A
Boycott Of Israel: Something Has Changed
By John Pilger
08/23/07 "ICH"
-- --
From a limestone hill rising above Qalandia refugee
camp you can see Jerusalem. I watched a lone figure
standing there in the rain, his son holding the tail
of his long tattered coat. He extended his hand and
did not let go. "I am Ahmed Hamzeh, street
entertainer," he said in measured English. "Over
there, I played many musical instruments; I sang in
Arabic, English and Hebrew, and because I was rather
poor, my very small son would chew gum while the
monkey did its tricks. When we lost our country, we
lost respect. One day a rich Kuwaiti stopped his car
in front of us. He shouted at my son, "Show me how a
Palestinian picks up his food rations!" So I made
the monkey appear to scavenge on the ground, in the
gutter. And my son scavenged with him. The Kuwaiti
threw coins and my son crawled on his knees to pick
them up. This was not right; I was an artist, not a
beggar . . . I am not even a peasant now."

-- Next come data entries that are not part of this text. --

//! Coverage cells and the line-to-cell rasterization algorithm

use crate::POLY_SUBPIXEL_MASK;
use crate::POLY_SUBPIXEL_SCALE;
use crate::POLY_SUBPIXEL_SHIFT;

use std::cmp::max;
use std::cmp::min;

/// Per-cell style payload
///
/// The scanline rasterizer carries no payload (`()`); the compound
/// rasterizer attaches a left/right style pair. A style change forces a new
/// cell even at an unchanged pixel position.
pub trait CellStyle: Copy + Default + PartialEq {}
impl<T: Copy + Default + PartialEq> CellStyle for T {}

/// Coverage accumulator for a single pixel
///
/// `cover` counts signed sub-pixel vertical crossings; `area` accumulates
/// the signed double-area swept within the cell. Both are summed over every
/// edge that touches the pixel.
#[derive(Debug, Copy, Clone, PartialEq)]
pub struct Cell<S: CellStyle> {
    pub x: i64,
    pub y: i64,
    pub cover: i64,
    pub area: i64,
    pub style: S,
}

impl<S: CellStyle> Cell<S> {
    /// Sentinel cell at an unrepresentable position
    pub fn new() -> Self {
        Cell {
            x: std::i64::MAX,
            y: std::i64::MAX,
            cover: 0,
            area: 0,
            style: S::default(),
        }
    }
    pub fn is_empty(&self) -> bool {
        self.cover == 0 && self.area == 0
    }
}

impl<S: CellStyle> Default for Cell<S> {
    fn default() -> Self {
        Self::new()
    }
}

#[derive(Debug, Default, Copy, Clone)]
struct SortedRow {
    start: u32,
    num: u32,
}

/// Growable store of coverage cells plus the line rasterization algorithm
///
/// Cells are appended in path order and merged by summation whenever the
/// position (and style) of the current cell is unchanged. `sort_cells`
/// builds the scanline-major, x-minor iteration order exactly once;
/// re-sorting a sorted store is a no-op.
#[derive(Debug)]
pub struct RasterizerCells<S: CellStyle> {
    cells: Vec<Cell<S>>,
    curr_cell: Cell<S>,
    style: S,
    sorted_cells: Vec<u32>,
    sorted_y: Vec<SortedRow>,
    min_x: i64,
    min_y: i64,
    max_x: i64,
    max_y: i64,
    sorted: bool,
}

impl<S: CellStyle> Default for RasterizerCells<S> {
    fn default() -> Self {
        Self::new()
    }
}

impl<S: CellStyle> RasterizerCells<S> {
    pub fn new() -> Self {
        Self {
            cells: vec![],
            curr_cell: Cell::new(),
            style: S::default(),
            sorted_cells: vec![],
            sorted_y: vec![],
            min_x: std::i64::MAX,
            min_y: std::i64::MAX,
            max_x: std::i64::MIN,
            max_y: std::i64::MIN,
            sorted: false,
        }
    }
    /// Empty the store for a new shape
    pub fn reset(&mut self) {
        self.cells.clear();
        self.sorted_cells.clear();
        self.sorted_y.clear();
        self.curr_cell = Cell::new();
        self.min_x = std::i64::MAX;
        self.min_y = std::i64::MAX;
        self.max_x = std::i64::MIN;
        self.max_y = std::i64::MIN;
        self.sorted = false;
    }
    /// Style applied to cells started after this call
    pub fn set_style(&mut self, style: S) {
        self.style = style;
    }
    pub fn total_cells(&self) -> usize {
        self.cells.len()
    }
    pub fn sorted(&self) -> bool {
        self.sorted
    }
    pub fn min_x(&self) -> i64 {
        self.min_x
    }
    pub fn min_y(&self) -> i64 {
        self.min_y
    }
    pub fn max_x(&self) -> i64 {
        self.max_x
    }
    pub fn max_y(&self) -> i64 {
        self.max_y
    }

    /// Cell indices of scanline `y` in increasing-x order
    ///
    /// Empty until `sort_cells` has run.
    pub fn scanline_cells(&self, y: i64) -> &[u32] {
        if self.sorted_y.is_empty() || y < self.min_y || y > self.max_y {
            return &[];
        }
        let row = self.sorted_y[(y - self.min_y) as usize];
        &self.sorted_cells[row.start as usize..(row.start + row.num) as usize]
    }
    pub fn scanline_num_cells(&self, y: i64) -> usize {
        self.scanline_cells(y).len()
    }
    pub fn cell(&self, idx: u32) -> &Cell<S> {
        &self.cells[idx as usize]
    }

    fn add_curr_cell(&mut self) {
        if !self.curr_cell.is_empty() {
            self.cells.push(self.curr_cell);
        }
    }
    fn set_curr_cell(&mut self, x: i64, y: i64) {
        let c = &self.curr_cell;
        if c.x != x || c.y != y || c.style != self.style {
            self.add_curr_cell();
            self.curr_cell = Cell {
                x,
                y,
                cover: 0,
                area: 0,
                style: self.style,
            };
        }
    }

    /// Distribute the edge's coverage across the cells of scanline `ey`
    ///
    /// `x1`,`x2` are full fixed-point positions; `y1`,`y2` are sub-pixel
    /// offsets within the scanline.
    fn render_hline(&mut self, ey: i64, x1: i64, y1: i64, x2: i64, y2: i64) {
        let ex1 = x1 >> POLY_SUBPIXEL_SHIFT;
        let ex2 = x2 >> POLY_SUBPIXEL_SHIFT;
        let fx1 = x1 & POLY_SUBPIXEL_MASK;
        let fx2 = x2 & POLY_SUBPIXEL_MASK;

        // Horizontal segments deposit no cover
        if y1 == y2 {
            self.set_curr_cell(ex2, ey);
            return;
        }

        // Everything in a single cell
        if ex1 == ex2 {
            let delta = y2 - y1;
            self.curr_cell.cover += delta;
            self.curr_cell.area += (fx1 + fx2) * delta;
            return;
        }

        // The edge runs across adjacent cells of the same scanline
        let (mut p, first, incr, dx) = if x2 - x1 < 0 {
            (fx1 * (y2 - y1), 0, -1, x1 - x2)
        } else {
            ((POLY_SUBPIXEL_SCALE - fx1) * (y2 - y1), POLY_SUBPIXEL_SCALE, 1, x2 - x1)
        };
        let mut delta = p / dx;
        let mut xmod = p % dx;
        if xmod < 0 {
            delta -= 1;
            xmod += dx;
        }
        self.curr_cell.cover += delta;
        self.curr_cell.area += (fx1 + first) * delta;

        let mut ex1 = ex1 + incr;
        self.set_curr_cell(ex1, ey);
        let mut y1 = y1 + delta;

        if ex1 != ex2 {
            p = POLY_SUBPIXEL_SCALE * (y2 - y1 + delta);
            let mut lift = p / dx;
            let mut rem = p % dx;
            if rem < 0 {
                lift -= 1;
                rem += dx;
            }
            xmod -= dx;
            while ex1 != ex2 {
                delta = lift;
                xmod += rem;
                if xmod >= 0 {
                    xmod -= dx;
                    delta += 1;
                }
                self.curr_cell.cover += delta;
                self.curr_cell.area += POLY_SUBPIXEL_SCALE * delta;
                y1 += delta;
                ex1 += incr;
                self.set_curr_cell(ex1, ey);
            }
        }
        delta = y2 - y1;
        self.curr_cell.cover += delta;
        self.curr_cell.area += (fx2 + POLY_SUBPIXEL_SCALE - first) * delta;
    }

    /// Deposit the coverage of one line segment, in fixed-point coordinates
    ///
    /// Coordinates are the caller's contract; out-of-range values produce
    /// garbage cells, never an error.
    pub fn line(&mut self, x1: i64, y1: i64, x2: i64, y2: i64) {
        let dx_limit = 16384 << POLY_SUBPIXEL_SHIFT;
        let dx = x2 - x1;
        // Halve overlong segments until the hline walker can take them
        if dx >= dx_limit || dx <= -dx_limit {
            let cx = (x1 + x2) / 2;
            let cy = (y1 + y2) / 2;
            self.line(x1, y1, cx, cy);
            self.line(cx, cy, x2, y2);
            return;
        }

        let dy = y2 - y1;
        let ex1 = x1 >> POLY_SUBPIXEL_SHIFT;
        let ex2 = x2 >> POLY_SUBPIXEL_SHIFT;
        let mut ey1 = y1 >> POLY_SUBPIXEL_SHIFT;
        let ey2 = y2 >> POLY_SUBPIXEL_SHIFT;
        let fy1 = y1 & POLY_SUBPIXEL_MASK;
        let fy2 = y2 & POLY_SUBPIXEL_MASK;

        self.min_x = min(ex2, min(ex1, self.min_x));
        self.min_y = min(ey2, min(ey1, self.min_y));
        self.max_x = max(ex2, max(ex1, self.max_x));
        self.max_y = max(ey2, max(ey1, self.max_y));

        self.set_curr_cell(ex1, ey1);

        // Single scanline
        if ey1 == ey2 {
            self.render_hline(ey1, x1, fy1, x2, fy2);
            return;
        }

        // Vertical segment: every scanline gets the same two-cell pattern
        if dx == 0 {
            let ex = x1 >> POLY_SUBPIXEL_SHIFT;
            let two_fx = (x1 - (ex << POLY_SUBPIXEL_SHIFT)) << 1;
            let (first, incr) = if dy < 0 { (0, -1) } else { (POLY_SUBPIXEL_SCALE, 1) };

            let mut delta = first - fy1;
            self.curr_cell.cover += delta;
            self.curr_cell.area += two_fx * delta;

            ey1 += incr;
            self.set_curr_cell(ex, ey1);
            delta = first + first - POLY_SUBPIXEL_SCALE;
            let area = two_fx * delta;
            while ey1 != ey2 {
                self.curr_cell.cover = delta;
                self.curr_cell.area = area;
                ey1 += incr;
                self.set_curr_cell(ex, ey1);
            }
            delta = fy2 - POLY_SUBPIXEL_SCALE + first;
            self.curr_cell.cover += delta;
            self.curr_cell.area += two_fx * delta;
            return;
        }

        // General case: walk scanlines, delegating each to render_hline
        let (mut p, first, incr, dy) = if dy < 0 {
            (fy1 * dx, 0, -1, -dy)
        } else {
            ((POLY_SUBPIXEL_SCALE - fy1) * dx, POLY_SUBPIXEL_SCALE, 1, dy)
        };
        let mut delta = p / dy;
        let mut xmod = p % dy;
        if xmod < 0 {
            delta -= 1;
            xmod += dy;
        }
        let mut x_from = x1 + delta;
        self.render_hline(ey1, x1, fy1, x_from, first);
        ey1 += incr;
        self.set_curr_cell(x_from >> POLY_SUBPIXEL_SHIFT, ey1);

        if ey1 != ey2 {
            p = POLY_SUBPIXEL_SCALE * dx;
            let mut lift = p / dy;
            let mut rem = p % dy;
            if rem < 0 {
                lift -= 1;
                rem += dy;
            }
            xmod -= dy;
            while ey1 != ey2 {
                delta = lift;
                xmod += rem;
                if xmod >= 0 {
                    xmod -= dy;
                    delta += 1;
                }
                let x_to = x_from + delta;
                self.render_hline(ey1, x_from, POLY_SUBPIXEL_SCALE - first, x_to, first);
                x_from = x_to;
                ey1 += incr;
                self.set_curr_cell(x_from >> POLY_SUBPIXEL_SHIFT, ey1);
            }
        }
        self.render_hline(ey1, x_from, POLY_SUBPIXEL_SCALE - first, x2, fy2);
    }

    /// Build the scanline-major, x-minor iteration order
    ///
    /// Counting sort by scanline into `{start, num}` row offsets, then an
    /// in-row sort by x. Idempotent: a second call returns immediately.
    pub fn sort_cells(&mut self) {
        if self.sorted {
            return;
        }
        self.add_curr_cell();
        self.curr_cell = Cell::new();
        if self.cells.is_empty() {
            return;
        }
        tracing::debug!(
            cells = self.cells.len(),
            min_y = self.min_y,
            max_y = self.max_y,
            "sorting coverage cells"
        );

        self.sorted_cells.clear();
        self.sorted_cells.resize(self.cells.len(), 0);
        self.sorted_y.clear();
        self.sorted_y
            .resize((self.max_y - self.min_y + 1) as usize, SortedRow::default());

        // Histogram of cells per scanline, then prefix offsets
        for c in &self.cells {
            self.sorted_y[(c.y - self.min_y) as usize].start += 1;
        }
        let mut start = 0;
        for row in &mut self.sorted_y {
            let count = row.start;
            row.start = start;
            start += count;
        }
        for (i, c) in self.cells.iter().enumerate() {
            let row = &mut self.sorted_y[(c.y - self.min_y) as usize];
            self.sorted_cells[(row.start + row.num) as usize] = i as u32;
            row.num += 1;
        }
        let cells = &self.cells;
        for row in &self.sorted_y {
            if row.num > 0 {
                let s = row.start as usize;
                let e = s + row.num as usize;
                self.sorted_cells[s..e].sort_unstable_by_key(|&i| cells[i as usize].x);
            }
        }
        self.sorted = true;
    }
}
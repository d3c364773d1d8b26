//! Rectangular clipping of line segments
//!
//! Segments are clipped before cell accumulation: each endpoint is
//! classified into a region code relative to the clip box, the segment is
//! decomposed case by case on the horizontal codes, and every piece is
//! clipped vertically by interpolation against the original endpoint
//! coordinates. The decomposition is exact: clipped and unclipped
//! rasterization agree bit for bit along the box edges.

use crate::cell::CellStyle;
use crate::cell::RasterizerCells;

/// Inside the clip box
pub const INSIDE: u8 = 0b0000;
/// Right of the clip box, `x > x2`
pub const RIGHT: u8 = 0b0001;
/// Above the clip box, `y > y2`
pub const TOP: u8 = 0b0010;
/// Left of the clip box, `x < x1`
pub const LEFT: u8 = 0b0100;
/// Below the clip box, `y < y1`
pub const BOTTOM: u8 = 0b1000;

/// Axis-aligned rectangle
#[derive(Debug, Default, Copy, Clone, PartialEq)]
pub struct Rectangle<T: PartialOrd + Copy> {
    /// Minimum x value
    pub x1: T,
    /// Minimum y value
    pub y1: T,
    /// Maximum x value
    pub x2: T,
    /// Maximum y value
    pub y2: T,
}

impl<T: PartialOrd + Copy> Rectangle<T> {
    /// Create a new rectangle, normalized so `x1 <= x2` and `y1 <= y2`
    pub fn new(x1: T, y1: T, x2: T, y2: T) -> Self {
        let (x1, x2) = if x1 > x2 { (x2, x1) } else { (x1, x2) };
        let (y1, y2) = if y1 > y2 { (y2, y1) } else { (y1, y2) };
        Self { x1, y1, x2, y2 }
    }
    /// Region code of the point (x,y) relative to this rectangle
    pub fn clip_flags(&self, x: T, y: T) -> u8 {
        clip_flags(x, y, self)
    }
    /// Grow to include the point (x,y)
    pub fn expand(&mut self, x: T, y: T) {
        if x < self.x1 {
            self.x1 = x;
        }
        if x > self.x2 {
            self.x2 = x;
        }
        if y < self.y1 {
            self.y1 = y;
        }
        if y > self.y2 {
            self.y2 = y;
        }
    }
    /// Grow to include another rectangle
    pub fn expand_rect(&mut self, r: &Rectangle<T>) {
        self.expand(r.x1, r.y1);
        self.expand(r.x2, r.y2);
    }
}

/// Region code of a point: combination of [RIGHT], [TOP], [LEFT], [BOTTOM]
///
/// ```text
///        |        |
///  0110  |  0010  | 0011
/// -------+--------+-------- y2
///  0100  |  0000  | 0001
/// -------+--------+-------- y1
///  1100  |  1000  | 1001
///        |        |
///        x1       x2
/// ```
pub fn clip_flags<T: PartialOrd + Copy>(x: T, y: T, b: &Rectangle<T>) -> u8 {
    let mut code = INSIDE;
    if x > b.x2 {
        code |= RIGHT;
    }
    if y > b.y2 {
        code |= TOP;
    }
    if x < b.x1 {
        code |= LEFT;
    }
    if y < b.y1 {
        code |= BOTTOM;
    }
    code
}

/// Horizontal bits of the region code
pub fn clip_flags_x<T: PartialOrd + Copy>(x: T, b: &Rectangle<T>) -> u8 {
    let mut code = INSIDE;
    if x > b.x2 {
        code |= RIGHT;
    }
    if x < b.x1 {
        code |= LEFT;
    }
    code
}

/// Vertical bits of the region code
pub fn clip_flags_y<T: PartialOrd + Copy>(y: T, b: &Rectangle<T>) -> u8 {
    let mut code = INSIDE;
    if y > b.y2 {
        code |= TOP;
    }
    if y < b.y1 {
        code |= BOTTOM;
    }
    code
}

fn mul_div(a: i64, b: i64, c: i64) -> i64 {
    let (a, b, c) = (a as f64, b as f64, c as f64);
    (a * b / c).round() as i64
}

/// Clip the vertical extent of a sub-segment and pass it to the cells
///
/// `f1`/`f2` are the endpoint region codes; interpolation runs against the
/// passed endpoints so repeated clipping never compounds rounding error.
fn line_clip_y<S: CellStyle>(
    ras: &mut RasterizerCells<S>,
    b: &Rectangle<i64>,
    x1: i64,
    y1: i64,
    x2: i64,
    y2: i64,
    f1: u8,
    f2: u8,
) {
    let f1 = f1 & (TOP | BOTTOM);
    let f2 = f2 & (TOP | BOTTOM);
    if (f1 | f2) == INSIDE {
        // Fully visible in y
        ras.line(x1, y1, x2, y2);
        return;
    }
    if f1 == f2 {
        // Invisible in y
        return;
    }
    let (mut tx1, mut ty1, mut tx2, mut ty2) = (x1, y1, x2, y2);
    if f1 & BOTTOM != 0 {
        tx1 = x1 + mul_div(b.y1 - y1, x2 - x1, y2 - y1);
        ty1 = b.y1;
    }
    if f1 & TOP != 0 {
        tx1 = x1 + mul_div(b.y2 - y1, x2 - x1, y2 - y1);
        ty1 = b.y2;
    }
    if f2 & BOTTOM != 0 {
        tx2 = x1 + mul_div(b.y1 - y1, x2 - x1, y2 - y1);
        ty2 = b.y1;
    }
    if f2 & TOP != 0 {
        tx2 = x1 + mul_div(b.y2 - y1, x2 - x1, y2 - y1);
        ty2 = b.y2;
    }
    ras.line(tx1, ty1, tx2, ty2);
}

fn line_clip_y2<S: CellStyle>(
    ras: &mut RasterizerCells<S>,
    b: &Rectangle<i64>,
    x1: i64,
    y1: i64,
    x2: i64,
    y2: i64,
    x3: i64,
    y3: i64,
) {
    let f2 = clip_flags_y(y2, b);
    line_clip_y(ras, b, x1, y1, x2, y2, clip_flags_y(y1, b), f2);
    line_clip_y(ras, b, x2, y2, x3, y3, f2, clip_flags_y(y3, b));
}

#[allow(clippy::too_many_arguments)]
fn line_clip_y3<S: CellStyle>(
    ras: &mut RasterizerCells<S>,
    b: &Rectangle<i64>,
    x1: i64,
    y1: i64,
    x2: i64,
    y2: i64,
    x3: i64,
    y3: i64,
    x4: i64,
    y4: i64,
) {
    let f2 = clip_flags_y(y2, b);
    let f3 = clip_flags_y(y3, b);
    line_clip_y(ras, b, x1, y1, x2, y2, clip_flags_y(y1, b), f2);
    line_clip_y(ras, b, x2, y2, x3, y3, f2, f3);
    line_clip_y(ras, b, x3, y3, x4, y4, f3, clip_flags_y(y4, b));
}

/// Clipping state for the rasterizers
///
/// Without a clip box every segment passes straight through. With one, a
/// segment is decomposed on its endpoints' horizontal region codes into up
/// to three pieces, each clipped vertically before reaching the cells.
#[derive(Debug, Default)]
pub struct Clip {
    /// Current point, x
    x1: i64,
    /// Current point, y
    y1: i64,
    /// Region code of the current point, valid while clipping
    f1: u8,
    clip_box: Option<Rectangle<i64>>,
}

impl Clip {
    pub fn new() -> Self {
        Self {
            x1: 0,
            y1: 0,
            f1: INSIDE,
            clip_box: None,
        }
    }
    /// Set the clip box; effective for segments added afterwards
    pub fn clip_box(&mut self, x1: i64, y1: i64, x2: i64, y2: i64) {
        let b = Rectangle::new(x1, y1, x2, y2);
        self.clip_box = Some(b);
        self.f1 = clip_flags(self.x1, self.y1, &b);
    }
    /// Remove the clip box
    pub fn reset_clipping(&mut self) {
        self.clip_box = None;
        self.f1 = INSIDE;
    }
    /// Move the current point without emitting geometry
    pub fn move_to(&mut self, x2: i64, y2: i64) {
        self.x1 = x2;
        self.y1 = y2;
        if let Some(ref b) = self.clip_box {
            self.f1 = clip_flags(x2, y2, b);
        }
    }
    /// Clip the segment from the current point to (x2,y2) into `ras`
    pub fn line_to<S: CellStyle>(&mut self, ras: &mut RasterizerCells<S>, x2: i64, y2: i64) {
        if let Some(b) = self.clip_box {
            let f2 = clip_flags(x2, y2, &b);
            let fy1 = self.f1 & (TOP | BOTTOM);
            let fy2 = f2 & (TOP | BOTTOM);
            // Both endpoints above, or both below: nothing visible
            if fy1 != INSIDE && fy1 == fy2 {
                self.x1 = x2;
                self.y1 = y2;
                self.f1 = f2;
                return;
            }
            let (x1, y1, f1) = (self.x1, self.y1, self.f1);
            match (f1 & (LEFT | RIGHT), f2 & (LEFT | RIGHT)) {
                (INSIDE, INSIDE) => line_clip_y(ras, &b, x1, y1, x2, y2, f1, f2),
                (INSIDE, RIGHT) => {
                    let y3 = y1 + mul_div(b.x2 - x1, y2 - y1, x2 - x1);
                    line_clip_y2(ras, &b, x1, y1, b.x2, y3, b.x2, y2);
                }
                (RIGHT, INSIDE) => {
                    let y3 = y1 + mul_div(b.x2 - x1, y2 - y1, x2 - x1);
                    line_clip_y2(ras, &b, b.x2, y1, b.x2, y3, x2, y2);
                }
                (RIGHT, RIGHT) => line_clip_y(ras, &b, b.x2, y1, b.x2, y2, f1, f2),
                (INSIDE, LEFT) => {
                    let y3 = y1 + mul_div(b.x1 - x1, y2 - y1, x2 - x1);
                    line_clip_y2(ras, &b, x1, y1, b.x1, y3, b.x1, y2);
                }
                (RIGHT, LEFT) => {
                    let y3 = y1 + mul_div(b.x2 - x1, y2 - y1, x2 - x1);
                    let y4 = y1 + mul_div(b.x1 - x1, y2 - y1, x2 - x1);
                    line_clip_y3(ras, &b, b.x2, y1, b.x2, y3, b.x1, y4, b.x1, y2);
                }
                (LEFT, INSIDE) => {
                    let y3 = y1 + mul_div(b.x1 - x1, y2 - y1, x2 - x1);
                    line_clip_y2(ras, &b, b.x1, y1, b.x1, y3, x2, y2);
                }
                (LEFT, RIGHT) => {
                    let y3 = y1 + mul_div(b.x1 - x1, y2 - y1, x2 - x1);
                    let y4 = y1 + mul_div(b.x2 - x1, y2 - y1, x2 - x1);
                    line_clip_y3(ras, &b, b.x1, y1, b.x1, y3, b.x2, y4, b.x2, y2);
                }
                (LEFT, LEFT) => line_clip_y(ras, &b, b.x1, y1, b.x1, y2, f1, f2),
                (_, _) => unreachable!("clip flags cannot be both left and right"),
            }
            self.f1 = f2;
        } else {
            ras.line(self.x1, self.y1, x2, y2);
        }
        self.x1 = x2;
        self.y1 = y2;
    }
}

/// Liang-Barsky parametric clipping of a segment against a rectangle
///
/// Returns the visible portion as 0 to 3 points. Purely horizontal or
/// vertical segments are bumped off the degenerate axis by a near-zero
/// delta to avoid dividing by zero.
pub fn clip_liang_barsky(
    x1: f64,
    y1: f64,
    x2: f64,
    y2: f64,
    b: &Rectangle<f64>,
) -> Vec<(f64, f64)> {
    let nearzero = 1e-30;
    let mut deltax = x2 - x1;
    let mut deltay = y2 - y1;
    let mut points = vec![];

    if deltax == 0.0 {
        // bump off of the vertical
        deltax = if x1 > b.x1 { -nearzero } else { nearzero };
    }
    if deltay == 0.0 {
        // bump off of the horizontal
        deltay = if y1 > b.y1 { -nearzero } else { nearzero };
    }

    let (xin, xout) = if deltax > 0.0 { (b.x1, b.x2) } else { (b.x2, b.x1) };
    let (yin, yout) = if deltay > 0.0 { (b.y1, b.y2) } else { (b.y2, b.y1) };

    let tinx = (xin - x1) / deltax;
    let tiny = (yin - y1) / deltay;
    let (tin1, tin2) = if tinx < tiny { (tinx, tiny) } else { (tiny, tinx) };

    if tin1 > 1.0 {
        return points;
    }
    if tin1 > 0.0 {
        points.push((xin, yin));
    }
    if tin2 > 1.0 {
        return points;
    }
    let toutx = (xout - x1) / deltax;
    let touty = (yout - y1) / deltay;
    let tout1 = if toutx < touty { toutx } else { touty };

    if tin2 > 0.0 || tout1 > 0.0 {
        if tin2 <= tout1 {
            if tin2 > 0.0 {
                if tinx > tiny {
                    points.push((xin, y1 + tinx * deltay));
                } else {
                    points.push((x1 + tiny * deltax, yin));
                }
            }
            if tout1 < 1.0 {
                if toutx < touty {
                    points.push((xout, y1 + toutx * deltay));
                } else {
                    points.push((x1 + touty * deltax, yout));
                }
            } else {
                points.push((x2, y2));
            }
        } else {
            // The segment crosses the corner outside the box
            if tinx > tiny {
                points.push((xin, yout));
            } else {
                points.push((xout, yin));
            }
        }
    }
    points
}

/// Clip a segment against a rectangle, returning the full clipped polyline
///
/// The output is 0 points (invisible), 2 (no horizontal crossing), 3 (one
/// side crossed), or 4 (both sides crossed), with off-box portions flattened
/// onto the box edge. Intended for use outside the rasterizer.
pub fn clip_segment(
    x1: f64,
    y1: f64,
    x2: f64,
    y2: f64,
    b: &Rectangle<f64>,
) -> Vec<(f64, f64)> {
    let f1 = clip_flags(x1, y1, b);
    let f2 = clip_flags(x2, y2, b);
    // Both endpoints above, or both below: nothing visible
    if (f1 & (TOP | BOTTOM)) == (f2 & (TOP | BOTTOM)) && (f1 & (TOP | BOTTOM)) != INSIDE {
        return vec![];
    }
    let y_at = |bx: f64| y1 + (bx - x1) * (y2 - y1) / (x2 - x1);
    match (f1 & (LEFT | RIGHT), f2 & (LEFT | RIGHT)) {
        (INSIDE, INSIDE) => vec![(x1, y1), (x2, y2)],
        (INSIDE, RIGHT) => vec![(x1, y1), (b.x2, y_at(b.x2)), (b.x2, y2)],
        (RIGHT, INSIDE) => vec![(b.x2, y1), (b.x2, y_at(b.x2)), (x2, y2)],
        (RIGHT, RIGHT) => vec![(b.x2, y1), (b.x2, y2)],
        (INSIDE, LEFT) => vec![(x1, y1), (b.x1, y_at(b.x1)), (b.x1, y2)],
        (RIGHT, LEFT) => vec![
            (b.x2, y1),
            (b.x2, y_at(b.x2)),
            (b.x1, y_at(b.x1)),
            (b.x1, y2),
        ],
        (LEFT, INSIDE) => vec![(b.x1, y1), (b.x1, y_at(b.x1)), (x2, y2)],
        (LEFT, RIGHT) => vec![
            (b.x1, y1),
            (b.x1, y_at(b.x1)),
            (b.x2, y_at(b.x2)),
            (b.x2, y2),
        ],
        (LEFT, LEFT) => vec![(b.x1, y1), (b.x1, y2)],
        (_, _) => unreachable!("clip flags cannot be both left and right"),
    }
}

"How do you feel about all that?" I asked him.
"Do you expect me to feel hatred? What is that to a
Palestinian? I never hated the Jews and their Israel
. . . yes, I suppose I hate them now, or maybe I
pity them for their stupidity. They can't win.
Because we Palestinians are the Jews now and, like
the Jews, we will never allow them or the Arabs or
you to forget. The youth will guarantee us that, and
the youth after them . . .".
That was 40 years ago. On my last trip back to the
West Bank, I recognised little of Qalandia, now
announced by a vast Israeli checkpoint, a zigzag of
sandbags, oil drums and breeze blocks, with conga
lines of people, waiting, swatting flies with
precious papers. Inside the camp, the tents had been
replaced by sturdy hovels, although the queues at
single taps were as long, I was assured, and the
dust still ran to caramel in the rain. At the United
Nations office I asked about Ahmed Hamzeh, the
street entertainer. Records were consulted, heads
shaken. Someone thought he had been "taken away . .
. very ill". No one knew about his son, whose
trachoma was surely blindness now. Outside, another
generation kicked a punctured football in the dust.
And yet, what Nelson Mandela has called "the
greatest moral issue of the age" refuses to be
buried in the dust. For every BBC voice that strains
to equate occupier with occupied, thief with victim,
for every swarm of emails from
the fanatics of Zion to those who invert the lies
and describe the Israeli state's commitment to the
destruction of Palestine, the truth is more powerful
now than ever. Documentation of the violent
expulsion of Palestinians in 1948 is voluminous.
Re-examination of the historical record has put paid
to the fable of heroic David in the Six Day War,
when Ahmed Hamzeh and his family were driven from
their home. The alleged threat of Arab leaders to
"throw the Jews into the sea", used to justify the
1967 Israeli onslaught and since repeated
relentlessly, is highly questionable.
In 2005, the spectacle of wailing Old Testament
zealots leaving Gaza was a fraud. The building of
their "settlements" has accelerated on the West
Bank, along with the illegal Berlin-style wall
dividing farmers from their crops, children from
their schools, families from each other. We now know
that Israel's destruction of much of Lebanon last
year was pre-planned. As the former CIA analyst
Kathleen Christison has written, the recent "civil
war" in Gaza was actually a coup against the elected
Hamas-led government, engineered by Elliott Abrams,
the Zionist who runs US policy on Israel and a
convicted felon from the Iran-Contra era.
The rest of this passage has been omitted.